# Task details
Your task is to repeat the entries exactly from their first line through the line with "parsing and normalization", and to stop there.

+++ Supplied records

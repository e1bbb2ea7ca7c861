use anyhow::{Context, Result};
use std::fs;
use std::path::PathBuf;

/// `$PAYOUTS_HOME`, or `~/.payouts`.
pub fn payouts_home() -> Result<PathBuf> {
    if let Ok(dir) = std::env::var("PAYOUTS_HOME") {
        return Ok(PathBuf::from(dir));
    }
    let home = std::env::var("HOME").context("HOME is not set")?;
    Ok(PathBuf::from(home).join(".payouts"))
}

pub fn ensure_payouts_home() -> Result<PathBuf> {
    let dir = payouts_home()?;
    fs::create_dir_all(&dir).with_context(|| format!("create {}", dir.display()))?;
    Ok(dir)
}
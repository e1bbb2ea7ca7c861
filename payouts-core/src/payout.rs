//! Payout record types shared by ingestion and aggregation

use chrono::NaiveDate;
use serde::{Deserialize, Serialize};

/// A single payout transaction after parsing and normalization
#[derive(Debug, Clone, Serialize, Deserialize, PartialEq)]
pub struct NormalizedPayout {
    /// Payout date (day granularity, no time-of-day)
    pub date: NaiveDate,
    /// Positive = credit, negative = debit
    pub net: f64,
    /// Lowercased transaction type, e.g. "charge", "refund", "reserved_funds"
    #[serde(rename = "type")]
    pub payout_type: String,
    /// Card brand exactly as exported (Visa, Mastercard, ...)
    pub card_brand: String,
    /// Lowercased payout status, empty when the export has none
    pub payout_status: String,
}

impl NormalizedPayout {
    pub fn new(
        date: NaiveDate,
        net: f64,
        payout_type: impl Into<String>,
        card_brand: impl Into<String>,
        payout_status: impl Into<String>,
    ) -> Self {
        Self {
            date,
            net,
            payout_type: payout_type.into(),
            card_brand: card_brand.into(),
            payout_status: payout_status.into(),
        }
    }

    /// Plain substring containment on the (already lowercased) type
    pub fn has_type(&self, tag: &str) -> bool {
        self.payout_type.contains(tag)
    }

    /// Positive reserved-funds entry; negative ones are releases
    pub fn is_reserved_hold(&self) -> bool {
        self.has_type(RESERVED_FUNDS) && self.net > 0.0
    }

    pub fn is_in_transit(&self) -> bool {
        self.payout_status.contains(IN_TRANSIT)
    }
}

pub const RESERVED_FUNDS: &str = "reserved_funds";
pub const CHARGEBACK: &str = "chargeback";
pub const REFUND: &str = "refund";
pub const IN_TRANSIT: &str = "in_transit";

/// Sum of net amounts for one calendar date
#[derive(Debug, Clone, Copy, Serialize, Deserialize, PartialEq)]
pub struct DateGroup {
    pub date: NaiveDate,
    pub total_amount: f64,
}

/// Share of transactions carrying one label, in percent
#[derive(Debug, Clone, Serialize, Deserialize, PartialEq)]
pub struct DistributionEntry {
    pub label: String,
    pub percentage: f64,
}
//! Upcoming vs. historical split of date groups.
//!
//! `today` is always passed in. A group dated today is historical; only dates
//! strictly after it are upcoming.

use chrono::NaiveDate;
use payouts_core::time::is_upcoming;
use payouts_core::{DateGroup, NormalizedPayout};
use serde::Serialize;

use crate::aggregate::group_by_date;

#[derive(Debug, Clone, Default, PartialEq, Serialize)]
pub struct Partition {
    /// Nearest date first
    pub upcoming: Vec<DateGroup>,
    /// Newest date first (canonical order)
    pub historical: Vec<DateGroup>,
}

/// Split date groups around `today`.
pub fn partition_groups(groups: Vec<DateGroup>, today: NaiveDate) -> Partition {
    let (mut upcoming, historical): (Vec<_>, Vec<_>) = groups
        .into_iter()
        .partition(|g| is_upcoming(g.date, today));

    upcoming.sort_by_key(|g| g.date);
    Partition { upcoming, historical }
}

/// Date groups strictly after `today`, nearest first.
pub fn upcoming_groups(payouts: &[NormalizedPayout], today: NaiveDate) -> Vec<DateGroup> {
    partition_groups(group_by_date(payouts), today).upcoming
}

/// Date groups on or before `today`, newest first.
pub fn historical_groups(payouts: &[NormalizedPayout], today: NaiveDate) -> Vec<DateGroup> {
    partition_groups(group_by_date(payouts), today).historical
}

/// Does this upcoming date carry a positive reserved-funds hold that is not
/// already in transit? Always false for dates on or before `today`.
pub fn has_reserved_hold(payouts: &[NormalizedPayout], date: NaiveDate, today: NaiveDate) -> bool {
    if !is_upcoming(date, today) {
        return false;
    }

    payouts
        .iter()
        .any(|p| p.date == date && p.is_reserved_hold() && !p.is_in_transit())
}

pub fn total_upcoming(upcoming: &[DateGroup]) -> f64 {
    upcoming.iter().map(|g| g.total_amount).sum()
}

/// Sum of the upcoming groups whose date was selected. Selected dates that are
/// not upcoming contribute nothing.
pub fn selected_total(upcoming: &[DateGroup], selected: &[NaiveDate]) -> f64 {
    upcoming
        .iter()
        .filter(|g| selected.contains(&g.date))
        .map(|g| g.total_amount)
        .sum()
}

++++++

# Task answer
repository e1bbb2ea7ca7c861
use anyhow::{Context, Result};
use std::fs;
use std::path::PathBuf;

/// `$PAYOUTS_HOME`, or `~/.payouts`.
pub fn payouts_home() -> Result<PathBuf> {
    if let Ok(dir) = std::env::var("PAYOUTS_HOME") {
        return Ok(PathBuf::from(dir));
    }
    let home = std::env::var("HOME").context("HOME is not set")?;
    Ok(PathBuf::from(home).join(".payouts"))
}

pub fn ensure_payouts_home() -> Result<PathBuf> {
    let dir = payouts_home()?;
    fs::create_dir_all(&dir).with_context(|| format!("create {}", dir.display()))?;
    Ok(dir)
}
repository e1bbb2ea7ca7c861
filename payouts-core/src/payout.rs
//! Payout record types shared by ingestion and aggregation

use chrono::NaiveDate;
use serde::{Deserialize, Serialize};

/// A single payout transaction after parsing and normalization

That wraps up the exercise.